# Areca palms



## Kate Butler (Dec 21, 2009)

OK, all you folks who work in the Tropics, I have a question - but it requires a bit of set up. 

I have a client with large clumps of Areca palms that are encroaching on an area with equally established fruit trees. As you may imagine, the palms are winning. I have used full-strength (42%) glyphosate to paint the trunks of removed undesirables (Melelucas and Schinus terebinthifolius) with consistent success on this property.

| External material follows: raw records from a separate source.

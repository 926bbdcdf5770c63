//! Store and retry configuration.
//!
//! Both structs are passed explicitly to stores at construction time. Nothing
//! here is process-global, so tests can run stores with different limits side
//! by side.

use std::time::Duration;

use chrono::{DateTime, Utc};
use serde::{Deserialize, Serialize};

use crate::error::StoreError;

/// Longest schema name accepted (Postgres identifier limit).
pub const MAX_SCHEMA_LEN: usize = 63;

/// Retry scanning policy.
#[derive(Debug, Clone, PartialEq, Eq, Serialize, Deserialize)]
pub struct RetryOptions {
    /// Attempts after which a message stops being retried automatically.
    pub retry_limit: u32,
    /// Minimum age before a pending message becomes retry-eligible.
    pub age_floor: Duration,
    /// Maximum candidates returned by one scan.
    pub batch_size: usize,
    /// How long a succeeded message is kept before an external cleaner may delete it.
    pub succeeded_expiry: Duration,
}

impl Default for RetryOptions {
    fn default() -> Self {
        Self {
            retry_limit: 50,
            age_floor: Duration::from_secs(4 * 60),
            batch_size: 200,
            succeeded_expiry: Duration::from_secs(60 * 60),
        }
    }
}

impl RetryOptions {
    pub fn with_retry_limit(mut self, retry_limit: u32) -> Self {
        self.retry_limit = retry_limit;
        self
    }

    pub fn with_age_floor(mut self, age_floor: Duration) -> Self {
        self.age_floor = age_floor;
        self
    }

    pub fn with_batch_size(mut self, batch_size: usize) -> Self {
        self.batch_size = batch_size;
        self
    }

    pub fn with_succeeded_expiry(mut self, succeeded_expiry: Duration) -> Self {
        self.succeeded_expiry = succeeded_expiry;
        self
    }

    /// Scan parameters derived from this policy.
    pub fn scan(&self) -> RetryScan {
        RetryScan {
            retry_limit: self.retry_limit,
            age_floor: self.age_floor,
            limit: self.batch_size,
        }
    }

    pub fn succeeded_expiry_delta(&self) -> chrono::Duration {
        to_delta(self.succeeded_expiry)
    }
}

/// Parameters of a single retry scan.
#[derive(Debug, Clone, Copy, PartialEq, Eq)]
pub struct RetryScan {
    pub retry_limit: u32,
    pub age_floor: Duration,
    pub limit: usize,
}

impl RetryScan {
    pub fn new(retry_limit: u32, age_floor: Duration, limit: usize) -> Self {
        Self {
            retry_limit,
            age_floor,
            limit,
        }
    }

    /// Records added at or after this instant are still inside the grace window.
    pub fn cutoff(&self, now: DateTime<Utc>) -> DateTime<Utc> {
        now.checked_sub_signed(to_delta(self.age_floor))
            .unwrap_or(DateTime::<Utc>::MIN_UTC)
    }
}

fn to_delta(duration: Duration) -> chrono::Duration {
    chrono::Duration::from_std(duration).unwrap_or_else(|_| chrono::Duration::days(365 * 1000))
}

/// Backend-independent store settings.
#[derive(Debug, Clone, PartialEq, Eq, Serialize, Deserialize)]
pub struct StoreOptions {
    /// Logical schema / namespace holding the `published` and `received` tables.
    pub schema: String,
    /// Upper bound on every storage call.
    pub command_timeout: Duration,
}

impl Default for StoreOptions {
    fn default() -> Self {
        Self {
            schema: "courier".to_string(),
            command_timeout: Duration::from_secs(30),
        }
    }
}

impl StoreOptions {
    pub fn with_schema(mut self, schema: impl Into<String>) -> Self {
        self.schema = schema.into();
        self
    }

    pub fn with_command_timeout(mut self, timeout: Duration) -> Self {
        self.command_timeout = timeout;
        self
    }

    /// The schema is spliced into query text (identifiers cannot be bound),
    /// so only plain identifiers are accepted.
    pub fn validate(&self) -> Result<(), StoreError> {
        let schema = self.schema.as_str();
        let mut chars = schema.chars();
        let first_ok = chars
            .next()
            .is_some_and(|c| c.is_ascii_alphabetic() || c == '_');
        let rest_ok = chars.all(|c| c.is_ascii_alphanumeric() || c == '_');

        if !first_ok || !rest_ok || schema.len() > MAX_SCHEMA_LEN {
            return Err(StoreError::validation(format!(
                "schema '{schema}' is not a plain identifier"
            )));
        }
        if self.command_timeout.is_zero() {
            return Err(StoreError::validation("command_timeout must be positive"));
        }
        Ok(())
    }
}
use na::{vector, Vector2, Vector3};
use nalgebra as na;

use super::shader::Shader;
use super::zbuffer::ZBuffer;
use crate::canvas::PixelBuffer;
use crate::util::{barycentric, bounding_box, is_inside, to_float};

/// Point in a scene - x, y give pixel index and z gives the depth, larger is closer to the camera.
#[derive(Debug, Clone, Copy, PartialEq)]
pub struct ScreenPoint {
    pub x: i32,
    pub y: i32,
    pub z: f32,
}

impl ScreenPoint {
    pub fn new(x: i32, y: i32, z: f32) -> Self {
        return Self { x, y, z };
    }

    pub fn coord(&self) -> Vector2<i32> {
        return vector![self.x, self.y];
    }
}

/// Screen space triangle.
pub type Triangle = [ScreenPoint; 3];

/// Draws a triangle into `pixels`, gated by `z_buffer`. Returns the number of pixels written.
///
/// Every pixel of the bounding box (clamped to the buffer) whose barycentric coordinates are all
/// non-negative is covered, so pixels exactly on an edge belong to the triangle. The depth of a
/// covered pixel is the linear interpolation of the vertex depths, and the pixel is only shaded if
/// that depth is strictly greater than the stored one: of two fragments with equal depth the first
/// one stays. If the shader doesn't discard the fragment, depth and color are stored together.
pub fn rasterize<S: Shader + ?Sized>(
    pixels: &mut PixelBuffer,
    z_buffer: &mut ZBuffer,
    triangle: &Triangle,
    shader: &S,
) -> usize {
    let [a, b, c] = *triangle;
    let coords = [a.coord(), b.coord(), c.coord()];
    let width = pixels.width().min(z_buffer.width());
    let height = pixels.height().min(z_buffer.height());
    let Some(bbox) = bounding_box(&coords, width, height) else {
        return 0;
    };
    let [coord_a, coord_b, coord_c] = coords.map(to_float);
    let z_values: Vector3<f32> = vector![a.z, b.z, c.z];

    let mut written = 0;
    for j in bbox.ll.y..=bbox.ur.y {
        for i in bbox.ll.x..=bbox.ur.x {
            let bar_coord = barycentric(coord_a, coord_b, coord_c, vector![i as f32, j as f32]);
            if !is_inside(bar_coord) {
                // If any of the coordinates are negative, point is not in the triangle, so skipping it.
                continue;
            }
            let z = bar_coord.dot(&z_values);
            if !z_buffer.test(i, j, z) {
                continue;
            }
            let Some(color) = shader.fragment(bar_coord) else {
                continue;
            };
            z_buffer.test_and_set(i, j, z);
            pixels.set(i, j, color);
            written += 1;
        }
    }
    return written;
}

#[cfg(test)]
mod tests {
    use super::*;
    use crate::canvas::{Color, Format, BLACK, RED, WHITE};

    fn pt(x: i32, y: i32, z: f32) -> ScreenPoint {
        ScreenPoint::new(x, y, z)
    }

    fn fill(color: Color) -> impl Fn(Vector3<f32>) -> Option<Color> {
        move |_| Some(color)
    }

    fn setup(width: u32, height: u32) -> (PixelBuffer, ZBuffer) {
        (PixelBuffer::new(width, height, Format::Rgb), ZBuffer::new(width, height))
    }

    fn covered(pixels: &PixelBuffer) -> Vec<(i32, i32)> {
        let mut result = Vec::new();
        for y in 0..pixels.height() as i32 {
            for x in 0..pixels.width() as i32 {
                if pixels.get(x, y) != Some(BLACK) {
                    result.push((x, y));
                }
            }
        }
        result
    }

    /// Even-odd scanline fill sampling each row at pixel centers y.
    fn scanline_reference(tri: &[(f32, f32); 3], width: i32, height: i32) -> Vec<(i32, i32)> {
        let mut result = Vec::new();
        for y in 0..height {
            let yc = y as f32;
            let mut xs = Vec::new();
            for k in 0..3 {
                let (x0, y0) = tri[k];
                let (x1, y1) = tri[(k + 1) % 3];
                if (y0 <= yc && yc < y1) || (y1 <= yc && yc < y0) {
                    xs.push(x0 + (yc - y0) * (x1 - x0) / (y1 - y0));
                }
            }
            xs.sort_by(|a, b| a.partial_cmp(b).unwrap());
            for pair in xs.chunks(2) {
                if let [left, right] = pair {
                    for x in 0..width {
                        let xc = x as f32;
                        if *left <= xc && xc < *right {
                            result.push((x, y));
                        }
                    }
                }
            }
        }
        result
    }

    #[test]
    fn example_triangle_coverage() {
        let (mut pixels, mut z_buffer) = setup(100, 100);
        let tri = [pt(10, 10, 0.0), pt(90, 10, 0.0), pt(50, 90, 0.0)];
        let written = rasterize(&mut pixels, &mut z_buffer, &tri, &fill(WHITE));
        assert!(written > 0);
        assert_eq!(pixels.get(50, 50), Some(WHITE));
        assert_eq!(pixels.get(5, 5), Some(BLACK));
        // Vertices and edges are covered.
        assert_eq!(pixels.get(10, 10), Some(WHITE));
        assert_eq!(pixels.get(50, 10), Some(WHITE));
        assert_eq!(pixels.get(50, 90), Some(WHITE));
        assert_eq!(pixels.get(50, 91), Some(BLACK));
        assert_eq!(z_buffer.get(50, 50), Some(0.0));
        assert_eq!(z_buffer.get(5, 5), Some(f32::NEG_INFINITY));
    }

    #[test]
    fn matches_scanline_fill() {
        let tris = [
            [(10, 10), (90, 10), (50, 90)],
            [(3, 7), (61, 29), (17, 58)],
            [(70, 2), (5, 40), (95, 95)],
        ];
        for tri in tris {
            let (mut pixels, mut z_buffer) = setup(100, 100);
            let screen = tri.map(|(x, y)| pt(x, y, 0.0));
            rasterize(&mut pixels, &mut z_buffer, &screen, &fill(WHITE));
            let ours = covered(&pixels);
            let reference = scanline_reference(&tri.map(|(x, y)| (x as f32, y as f32)), 100, 100);

            // Every reference pixel is ours, extra pixels are at most one pixel off the reference.
            for p in &reference {
                assert!(ours.contains(p), "{p:?} of {tri:?} not covered");
            }
            for &(x, y) in &ours {
                let near = reference.iter().any(|&(rx, ry)| (rx - x).abs() <= 1 && (ry - y).abs() <= 1);
                assert!(near, "({x}, {y}) of {tri:?} too far from the reference");
            }
        }
    }

    #[test]
    fn degenerate_covers_nothing() {
        let (mut pixels, mut z_buffer) = setup(50, 50);
        let collinear = [pt(0, 0, 0.0), pt(20, 20, 0.0), pt(40, 40, 0.0)];
        assert_eq!(rasterize(&mut pixels, &mut z_buffer, &collinear, &fill(WHITE)), 0);
        let point = [pt(7, 7, 0.0); 3];
        assert_eq!(rasterize(&mut pixels, &mut z_buffer, &point, &fill(WHITE)), 0);
        assert!(covered(&pixels).is_empty());
    }

    #[test]
    fn winding_does_not_matter() {
        let (mut ccw, mut z_ccw) = setup(40, 40);
        let (mut cw, mut z_cw) = setup(40, 40);
        let a = pt(2, 3, 0.0);
        let b = pt(35, 8, 0.0);
        let c = pt(12, 30, 0.0);
        rasterize(&mut ccw, &mut z_ccw, &[a, b, c], &fill(WHITE));
        rasterize(&mut cw, &mut z_cw, &[a, c, b], &fill(WHITE));
        assert_eq!(ccw, cw);
    }

    #[test]
    fn z_buffer_keeps_closest_regardless_of_order() {
        let near = [pt(0, 0, 0.8), pt(30, 0, 0.8), pt(0, 30, 0.8)];
        let far = [pt(5, 5, 0.2), pt(39, 5, 0.2), pt(5, 39, 0.2)];
        let orders = [[(near, RED), (far, WHITE)], [(far, WHITE), (near, RED)]];
        let mut results = Vec::new();
        for order in orders {
            let (mut pixels, mut z_buffer) = setup(40, 40);
            for (tri, color) in order {
                rasterize(&mut pixels, &mut z_buffer, &tri, &fill(color));
            }
            // Inside both triangles.
            assert_eq!(pixels.get(10, 10), Some(RED));
            assert_eq!(z_buffer.get(10, 10), Some(0.8));
            // Only inside the far one.
            assert_eq!(pixels.get(20, 20), Some(WHITE));
            results.push(pixels);
        }
        assert_eq!(results[0], results[1]);
    }

    #[test]
    fn equal_depth_keeps_first_write() {
        let (mut pixels, mut z_buffer) = setup(20, 20);
        let tri = [pt(0, 0, 0.5), pt(19, 0, 0.5), pt(0, 19, 0.5)];
        rasterize(&mut pixels, &mut z_buffer, &tri, &fill(RED));
        assert_eq!(rasterize(&mut pixels, &mut z_buffer, &tri, &fill(WHITE)), 0);
        assert_eq!(pixels.get(3, 3), Some(RED));
    }

    #[test]
    fn depth_is_interpolated() {
        let (mut pixels, mut z_buffer) = setup(11, 11);
        let tri = [pt(0, 0, 0.0), pt(10, 0, 1.0), pt(0, 10, 0.0)];
        rasterize(&mut pixels, &mut z_buffer, &tri, &fill(WHITE));
        let z = z_buffer.get(5, 0).unwrap();
        assert!((z - 0.5).abs() < 1e-6);
    }

    #[test]
    fn discarded_fragments_leave_depth() {
        let (mut pixels, mut z_buffer) = setup(20, 20);
        let tri = [pt(0, 0, 0.5), pt(19, 0, 0.5), pt(0, 19, 0.5)];
        let discard = |_: Vector3<f32>| -> Option<Color> { None };
        assert_eq!(rasterize(&mut pixels, &mut z_buffer, &tri, &discard), 0);
        assert_eq!(z_buffer.get(3, 3), Some(f32::NEG_INFINITY));
    }

    #[test]
    fn clamped_to_buffer() {
        let (mut pixels, mut z_buffer) = setup(10, 10);
        let tri = [pt(-50, -50, 0.0), pt(200, -50, 0.0), pt(-50, 200, 0.0)];
        let written = rasterize(&mut pixels, &mut z_buffer, &tri, &fill(WHITE));
        assert_eq!(written, 100);
        let outside = [pt(20, 20, 0.0), pt(30, 20, 0.0), pt(20, 30, 0.0)];
        assert_eq!(rasterize(&mut pixels, &mut z_buffer, &outside, &fill(RED)), 0);
    }
}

However, since Arecas are clump-formers (here comes the question) will cutting and painting the cut areas kill the entire clump, or only the cut stem?? I've asked a few treefolk in this area and none have had a definitive answer.


----------



## Bermie (Dec 21, 2009)

Hmmm....thinking about it, I would tend to say there would be a risk of effect on at least the adjacent stems, there is bound to be some vascular connection, however given the physiology of palms its hard to say exactly how bad the effect would be and if all the stems in the clump would be affected.
If at all possible, do a trial on one clump that is not so visible?? I would not want to risk it on a high value clump!


----------



## Xino5544 (Jan 7, 2010)

*Arecas*

Are you removing the entire clump or just cutting some canes?

if just cutting some canes to reduce the size of the clump, you don't need to apply any herbicide. Now, if you are trying to kill the entire clump the best way to do it is to remove the entire clump. To prevent further enlargement of the clump (if you are keeping the palm) you will need to do selective removal of the small stems that grows from the base.

Good luck!


----------